This method of bookkeeping produces only limited financial information: there is no complete understanding of the actual costs or of the ministries’ financial position. The accounts do not present all the relevant financial information concerning the decisions taken or their financial consequences –­ the income and expenses as well as the receipts and expenditures. Furthermore, the accounts do not disclose the value of assets owned by the ministries or by the State as a whole.

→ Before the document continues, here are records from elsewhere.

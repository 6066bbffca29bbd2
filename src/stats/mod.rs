// Page stats: timing, rendering and splicing of the per-request summary.
// Modules are private, only exported symbols are public

mod fragment;
mod inject;
mod middleware;
mod page_stats;

pub use fragment::{group_thousands, render_fragment, FragmentStyle, DEFAULT_STYLESHEET};
pub use inject::{charset_from_content_type, inject_fragment, InjectError};
pub use middleware::{page_stats_middleware, PageStatsState};
pub use page_stats::PageStats;
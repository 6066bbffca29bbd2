//! Request timing hook.
//!
//! Wraps the downstream service, measures how long it takes and how much of
//! that was spent in database queries, and splices a summary into HTML
//! responses just before `</body>`. Install it as the outermost layer so the
//! measured time covers the whole stack:
//!
//! ```ignore
//! router.layer(axum::middleware::from_fn_with_state(stats_state, page_stats_middleware))
//! ```

use super::{charset_from_content_type, inject_fragment, render_fragment, PageStats};
use crate::config::StatsConfig;
use crate::domain::{MetricsPtr, QueryLogPtr};
use axum::{
    body::{Body, HttpBody},
    extract::{Request, State},
    http::{
        header::{CONTENT_ENCODING, CONTENT_LENGTH, CONTENT_TYPE},
        HeaderMap, HeaderValue, StatusCode,
    },
    middleware::Next,
    response::{IntoResponse, Response},
};
use std::time::Instant;

/// State handed to [`page_stats_middleware`] at construction time.
///
/// Everything the hook needs is injected here; there is no process-wide
/// debug switch or query log.
#[derive(Clone)]
pub struct PageStatsState {
    // ---
    config: StatsConfig,
    query_log: QueryLogPtr,
    metrics: MetricsPtr,
}

impl PageStatsState {
    // ---
    pub fn new(config: StatsConfig, query_log: QueryLogPtr, metrics: MetricsPtr) -> Self {
        // ---
        Self {
            config,
            query_log,
            metrics,
        }
    }
}

/// Axum middleware measuring the request and annotating the HTML response.
///
/// With `debug` off this only forwards the request. Otherwise the downstream
/// service is run exactly once and its response is returned, possibly with
/// the stats fragment added to the body. Nothing the downstream service
/// produces is caught or rewritten apart from that.
pub async fn page_stats_middleware(
    State(stats): State<PageStatsState>,
    request: Request,
    next: Next,
) -> Response {
    // ---
    if !stats.config.debug {
        return next.run(request).await;
    }

    let method = request.method().clone();
    let path = request.uri().path().to_string();

    let queries_before = stats.query_log.query_count();

    let start = Instant::now();
    let response = next.run(request).await;
    let total_time = start.elapsed();

    let db_queries = stats.query_log.query_count().saturating_sub(queries_before);
    let durations = if db_queries > 0 {
        stats.query_log.recent_query_durations(queries_before)
    } else {
        Vec::new()
    };

    let mut page_stats = PageStats::from_query_durations(total_time, &durations);
    // Records evicted from a bounded log still count as queries.
    page_stats.db_queries = db_queries;

    stats.metrics.record_page_stats(&page_stats);

    tracing::debug!(
        %method,
        %path,
        total_ms = page_stats.total_ms(),
        python_ms = page_stats.python_ms(),
        db_ms = page_stats.db_ms(),
        db_queries,
        "page stats"
    );

    let fragment = render_fragment(&page_stats, stats.config.style);

    splice_fragment(response, &fragment, stats.config.max_body_bytes).await
}

/// True when the body can be buffered and searched as-is.
///
/// `body_upper_bound` is the body's size hint; `None` means the size is not
/// known up front (a stream), and such bodies are never buffered.
fn is_spliceable(
    headers: &HeaderMap,
    body_upper_bound: Option<u64>,
    max_body_bytes: usize,
) -> bool {
    // ---
    let encoded = headers
        .get(CONTENT_ENCODING)
        .and_then(|v| v.to_str().ok())
        .is_some_and(|v| !v.trim().eq_ignore_ascii_case("identity"));
    if encoded {
        tracing::debug!("Skipping page stats for encoded response body");
        return false;
    }

    let Some(body_upper_bound) = body_upper_bound else {
        tracing::debug!("Skipping page stats for streamed response body");
        return false;
    };

    let declared_len = headers
        .get(CONTENT_LENGTH)
        .and_then(|v| v.to_str().ok())
        .and_then(|v| v.trim().parse::<usize>().ok());
    let too_big = declared_len.is_some_and(|len| len > max_body_bytes)
        || body_upper_bound > max_body_bytes as u64;
    if too_big {
        tracing::debug!("Skipping page stats for response over {} bytes", max_body_bytes);
        return false;
    }

    true
}

/// Buffers the response body and inserts `fragment` before `</body>`.
async fn splice_fragment(response: Response, fragment: &str, max_body_bytes: usize) -> Response {
    // ---
    let body_upper_bound = response.body().size_hint().upper();
    if !is_spliceable(response.headers(), body_upper_bound, max_body_bytes) {
        return response;
    }

    let (mut parts, body) = response.into_parts();

    let bytes = match axum::body::to_bytes(body, max_body_bytes).await {
        Ok(bytes) => bytes,
        Err(err) => {
            tracing::error!("Failed to buffer response body for page stats: {:?}", err);
            return StatusCode::INTERNAL_SERVER_ERROR.into_response();
        }
    };

    if bytes.is_empty() {
        return Response::from_parts(parts, Body::from(bytes));
    }

    let charset = parts
        .headers
        .get(CONTENT_TYPE)
        .and_then(|v| v.to_str().ok())
        .and_then(charset_from_content_type);

    match inject_fragment(&bytes, fragment, charset.as_deref()) {
        Ok(Some(patched)) => {
            parts
                .headers
                .insert(CONTENT_LENGTH, HeaderValue::from(patched.len()));
            Response::from_parts(parts, Body::from(patched))
        }
        Ok(None) => Response::from_parts(parts, Body::from(bytes)),
        Err(err) => {
            tracing::error!("Failed to inject page stats: {}", err);
            StatusCode::INTERNAL_SERVER_ERROR.into_response()
        }
    }
}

The accounts are similar to the records a student keeps of what comes in and what goes out every month

This method begins and ends with the moment on which money is actually received or spent. If the Ministry of Defence buys 37 fighter aircraft, the cost is entered in the budget and accounts of that particular year only. The aircraft are not recognised in the accounts during the rest of their economic life, which might be dozens of years. Yet the cost of operating and maintaining them is related to their economic lives. And what if the aircraft are flown for longer than initially intended, for example on unforeseen peace missions? Must they be replaced earlier because their actual lives are shorter than their budgeted lives? What do the aircraft actually cost in that year? This information is needed before a decision can be taken, but it cannot be informed from the accounts.

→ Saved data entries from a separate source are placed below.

mod counters;
mod prometheus_metrics;
mod recorder;

pub use prometheus_metrics::PrometheusMetrics;
use std::sync::Arc;

// Re-export utilities for internal use within this module
pub(crate) use counters::track_page_stats;
pub(crate) use recorder::{init_metrics, render_metrics};

/// Creates a new Prometheus metrics implementation.
///
/// Page stats are collected into the global registry and exposed in
/// Prometheus text format through `render()`.
pub fn create() -> anyhow::Result<crate::domain::MetricsPtr> {
    tracing::info!("Initializing Prometheus metrics");
    init_metrics()?;

    Ok(Arc::new(PrometheusMetrics::new()))
}
use crate::stats::DEFAULT_STYLESHEET;
use axum::{http::header::CONTENT_TYPE, response::IntoResponse};

/// Serves the default stylesheet for the class-based stats fragment.
pub async fn stylesheet_handler() -> impl IntoResponse {
    // ---
    ([(CONTENT_TYPE, "text/css; charset=utf-8")], DEFAULT_STYLESHEET)
}
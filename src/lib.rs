// src/lib.rs
use anyhow::Result;
use app_state::AppState;
use axum::{middleware, routing::get, Router};

use handlers::{health_check, metrics_handler, movie_page, root_handler, stylesheet_handler};
use std::env;

// Public exports (visible outside this module)
pub mod domain;
pub mod stats;

// Internal-only exports (sibling access within this module)
mod app_state;
mod config;
mod handlers;
mod infrastructure;

pub use config::*;

// Publicly expose the infrastructure creation functions
pub use infrastructure::{
    create_in_memory_query_log, // ---
    create_metrics,
    create_movie_repository,
    create_noop_metrics,
    create_noop_query_log,
    create_prom_metrics,
};
pub use infrastructure::query_log::{InMemoryQueryLog, QueryRecord};

/// Build the HTTP router with configuration and metrics taken from the environment.
pub fn create_router() -> Result<Router> {
    // ---
    // Load all configuration from environment
    let config = AppConfig::from_env()?;

    create_router_from(&config)
}

/// Build the HTTP router from an already loaded configuration.
///
/// The metrics backend is still picked from `PAGE_STATS_METRICS_TYPE`.
pub fn create_router_from(config: &AppConfig) -> Result<Router> {
    // ---
    // Determine metrics implementation from environment
    let metrics_type = env::var("PAGE_STATS_METRICS_TYPE").unwrap_or_else(|_| "noop".to_string());
    let metrics = create_metrics(&metrics_type)?;

    tracing_subscriber::fmt::try_init().ok(); // Ignores if already initialized

    let query_log = create_in_memory_query_log(config.stats.query_log_limit)?;

    create_router_with(config, query_log, metrics)
}

/// Build the HTTP router from explicit dependencies.
///
/// The page stats layer is added last, making it the outermost layer, so
/// its timing covers every other layer and the handler.
pub fn create_router_with(
    config: &AppConfig,
    query_log: std::sync::Arc<InMemoryQueryLog>,
    metrics: domain::MetricsPtr,
) -> Result<Router> {
    // ---
    if config.stats.debug {
        tracing::info!("Page stats enabled ({:?} style)", config.stats.style);
    }

    let movies = create_movie_repository(query_log.clone())?;

    let stats_state = stats::PageStatsState::new(config.stats.clone(), query_log, metrics.clone());
    let app_state = AppState::new(movies, metrics);

    let router = Router::new()
        .route("/", get(root_handler))
        .route("/movies/{id}", get(movie_page))
        .route("/health", get(health_check))
        .route("/metrics", get(metrics_handler))
        .route("/page-stats/default.css", get(stylesheet_handler))
        .with_state(app_state)
        .layer(middleware::from_fn_with_state(
            stats_state,
            stats::page_stats_middleware,
        ));

    Ok(router)
}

Accounts that do provide this information produce better political decisions and strengthen accountability. The accounting rules are therefore critical. An MP wanting to take a decision on the procurement of a frigate that must be in service for dozens of years needs to know the actual cost of building and maintaining the necessary infrastructure before deciding whether to spend money on maintenance or on more roads and railways, or on the tax authority’s IT system.

Clues sometimes have to be found in the small print of schedules and annexes when information is kept out of the standard budgeting and accounting documents. Ministers must and regularly want to use the available budget for the same purpose in subsequent years. The accounting system, however, is concerned with expenditure in the current year. The money is no longer available after that year. In practice, budget reserves, cash shifts and year end margins have to be used to carry money forward to future financial years. Why does the government use an accounting system that relies on such stopgaps? Why are we still using opaque, makeshift techniques that often lead to misleading implications?

The introduction of an accrual accounting system would improve the quality of democracy. It’s what the experts advised the then finance minister, Jeroen Dijsselbloem, to do last spring. Such a system would strengthen parliament’s ability to approve the budget. In my opinion, it would also re-enthuse public confidence in democracy. An accrual system does not consider only the expenditures and receipts in a particular year but also, and especially, the long-term income and expenses arising from a decision. It strikes a balance between the short-term and long-term liabilities. It also discloses the value of assets such as buildings. And it keeps track of annual receipts and expenditures, so that deficits or surpluses are known. This is all relevant to taxpayers.

Such modern accounts would keep track of more relevant information, link money to outputs and better inform the public and politicians of State expenditure – in advance so that parliament can take a decision and afterwards when the accounts are submitted.

Taking this step would have another benefit: it would reduce the no man’s land as it would be easier to follow the tax euros as they pass through schools, care providers, municipalities, provinces and water authorities, which have already switched to accrual accounting.

Different systems are being used in the public sector to account for goods and services that are paid for with the tax euros collected in The Hague and then spent throughout the country. This muddies the view of public money. The financial information presented by the government cannot be linked to the information presented by other organisations. There is not enough insight into the “money in the field” The figures produced by schools and universities cannot be compared with those produced by the Ministry of Education, Culture and Science; similarly, figures from the care sector cannot be compared with those from the Ministry of Health, Welfare and Sport. The figures are produced using different accounting principles.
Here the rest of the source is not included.